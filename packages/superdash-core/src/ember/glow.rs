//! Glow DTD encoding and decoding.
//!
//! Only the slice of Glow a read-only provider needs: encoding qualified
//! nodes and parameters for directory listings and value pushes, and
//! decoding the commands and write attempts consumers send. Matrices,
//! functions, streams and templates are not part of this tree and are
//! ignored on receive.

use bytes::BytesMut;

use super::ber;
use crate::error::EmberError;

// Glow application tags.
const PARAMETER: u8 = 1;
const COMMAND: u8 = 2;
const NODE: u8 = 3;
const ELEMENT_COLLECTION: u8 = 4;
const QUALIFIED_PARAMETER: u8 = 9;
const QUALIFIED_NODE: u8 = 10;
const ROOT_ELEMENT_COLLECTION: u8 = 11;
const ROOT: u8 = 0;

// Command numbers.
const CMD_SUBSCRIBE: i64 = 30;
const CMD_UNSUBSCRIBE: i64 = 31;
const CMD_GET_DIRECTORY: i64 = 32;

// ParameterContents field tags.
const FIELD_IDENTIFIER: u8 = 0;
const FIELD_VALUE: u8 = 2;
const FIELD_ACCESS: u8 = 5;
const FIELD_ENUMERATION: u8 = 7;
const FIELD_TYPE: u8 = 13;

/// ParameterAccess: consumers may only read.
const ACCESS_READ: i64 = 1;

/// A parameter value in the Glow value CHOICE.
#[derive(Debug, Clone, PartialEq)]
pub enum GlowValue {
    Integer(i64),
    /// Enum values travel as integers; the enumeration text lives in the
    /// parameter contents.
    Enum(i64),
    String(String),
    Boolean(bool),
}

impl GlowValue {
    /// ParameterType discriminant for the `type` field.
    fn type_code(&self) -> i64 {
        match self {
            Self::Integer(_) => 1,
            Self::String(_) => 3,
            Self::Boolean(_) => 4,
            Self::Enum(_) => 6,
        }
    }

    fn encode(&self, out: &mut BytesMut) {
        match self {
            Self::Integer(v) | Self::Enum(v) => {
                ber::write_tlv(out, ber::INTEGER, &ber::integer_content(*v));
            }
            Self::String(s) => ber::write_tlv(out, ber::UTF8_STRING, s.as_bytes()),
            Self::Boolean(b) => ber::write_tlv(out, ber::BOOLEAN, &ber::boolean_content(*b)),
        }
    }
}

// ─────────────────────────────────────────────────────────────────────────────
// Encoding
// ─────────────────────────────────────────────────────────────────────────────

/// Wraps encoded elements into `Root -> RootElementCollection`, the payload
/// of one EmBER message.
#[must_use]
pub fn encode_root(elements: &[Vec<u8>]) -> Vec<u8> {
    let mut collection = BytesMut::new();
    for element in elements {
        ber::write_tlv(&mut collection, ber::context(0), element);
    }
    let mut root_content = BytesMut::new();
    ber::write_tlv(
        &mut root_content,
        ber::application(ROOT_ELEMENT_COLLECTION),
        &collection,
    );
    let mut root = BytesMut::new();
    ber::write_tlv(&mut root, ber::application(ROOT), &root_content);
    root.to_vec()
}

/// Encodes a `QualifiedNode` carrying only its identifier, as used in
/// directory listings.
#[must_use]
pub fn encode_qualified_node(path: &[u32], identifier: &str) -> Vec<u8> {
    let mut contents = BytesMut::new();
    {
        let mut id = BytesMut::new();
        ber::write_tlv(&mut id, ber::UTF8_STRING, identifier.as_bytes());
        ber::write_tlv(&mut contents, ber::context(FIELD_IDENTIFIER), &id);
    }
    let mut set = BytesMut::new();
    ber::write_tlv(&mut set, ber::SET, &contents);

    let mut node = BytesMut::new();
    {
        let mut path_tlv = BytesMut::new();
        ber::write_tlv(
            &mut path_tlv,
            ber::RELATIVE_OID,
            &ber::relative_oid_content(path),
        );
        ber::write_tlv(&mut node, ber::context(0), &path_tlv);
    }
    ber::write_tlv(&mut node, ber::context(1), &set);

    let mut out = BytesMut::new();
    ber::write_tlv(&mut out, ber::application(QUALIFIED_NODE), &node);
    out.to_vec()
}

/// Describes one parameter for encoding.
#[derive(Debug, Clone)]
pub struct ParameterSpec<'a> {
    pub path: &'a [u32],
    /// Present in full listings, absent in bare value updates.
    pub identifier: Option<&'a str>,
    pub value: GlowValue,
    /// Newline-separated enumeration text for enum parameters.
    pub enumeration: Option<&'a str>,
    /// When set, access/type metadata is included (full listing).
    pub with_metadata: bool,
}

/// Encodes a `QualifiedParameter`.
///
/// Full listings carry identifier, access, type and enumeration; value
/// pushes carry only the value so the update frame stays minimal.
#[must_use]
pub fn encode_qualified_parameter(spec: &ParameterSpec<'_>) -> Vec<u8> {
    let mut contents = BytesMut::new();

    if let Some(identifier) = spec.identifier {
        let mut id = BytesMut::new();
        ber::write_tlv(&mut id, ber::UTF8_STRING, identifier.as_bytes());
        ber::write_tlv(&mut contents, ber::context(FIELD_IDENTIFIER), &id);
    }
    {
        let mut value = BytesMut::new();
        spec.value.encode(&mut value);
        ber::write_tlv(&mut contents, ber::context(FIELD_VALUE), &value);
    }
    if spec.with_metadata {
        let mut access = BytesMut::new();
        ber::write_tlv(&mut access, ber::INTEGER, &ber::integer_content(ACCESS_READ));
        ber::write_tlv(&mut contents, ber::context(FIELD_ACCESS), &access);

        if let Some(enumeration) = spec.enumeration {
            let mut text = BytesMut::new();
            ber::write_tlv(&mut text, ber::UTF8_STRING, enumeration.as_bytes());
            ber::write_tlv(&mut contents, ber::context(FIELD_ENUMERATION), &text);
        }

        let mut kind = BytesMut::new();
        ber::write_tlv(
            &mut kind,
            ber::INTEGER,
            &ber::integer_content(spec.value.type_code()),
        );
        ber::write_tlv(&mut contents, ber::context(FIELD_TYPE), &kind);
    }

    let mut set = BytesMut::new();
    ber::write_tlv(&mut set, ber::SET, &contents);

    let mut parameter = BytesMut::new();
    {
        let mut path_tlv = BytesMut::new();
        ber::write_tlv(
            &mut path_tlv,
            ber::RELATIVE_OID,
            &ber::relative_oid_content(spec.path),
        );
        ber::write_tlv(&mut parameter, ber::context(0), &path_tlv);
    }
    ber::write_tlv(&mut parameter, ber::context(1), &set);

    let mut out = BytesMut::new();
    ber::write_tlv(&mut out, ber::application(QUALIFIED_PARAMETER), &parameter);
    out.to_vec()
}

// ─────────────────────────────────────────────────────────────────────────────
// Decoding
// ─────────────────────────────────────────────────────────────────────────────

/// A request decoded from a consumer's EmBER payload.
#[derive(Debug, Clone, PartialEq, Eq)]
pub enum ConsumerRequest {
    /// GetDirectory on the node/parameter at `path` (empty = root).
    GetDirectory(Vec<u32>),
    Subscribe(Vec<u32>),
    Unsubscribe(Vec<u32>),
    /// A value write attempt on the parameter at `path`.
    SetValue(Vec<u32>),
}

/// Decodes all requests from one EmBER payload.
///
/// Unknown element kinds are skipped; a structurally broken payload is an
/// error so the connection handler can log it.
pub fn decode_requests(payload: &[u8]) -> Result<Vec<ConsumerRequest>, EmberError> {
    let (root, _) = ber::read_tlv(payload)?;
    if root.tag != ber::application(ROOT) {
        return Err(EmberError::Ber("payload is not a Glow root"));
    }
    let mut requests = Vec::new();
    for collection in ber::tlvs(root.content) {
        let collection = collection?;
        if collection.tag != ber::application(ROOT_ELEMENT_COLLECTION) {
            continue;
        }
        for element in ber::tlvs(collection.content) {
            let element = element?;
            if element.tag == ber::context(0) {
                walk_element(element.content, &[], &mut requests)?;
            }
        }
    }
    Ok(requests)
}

▶ _What is expected_:
The expected result is an exact transcription of the lines from the one containing "let element = element?;" through the end of the records above; please include both ends.

▶ _Result of the exercise_:
            let element = element?;
            if element.tag == ber::context(0) {
                walk_element(element.content, &[], &mut requests)?;
            }
        }
    }
    Ok(requests)
}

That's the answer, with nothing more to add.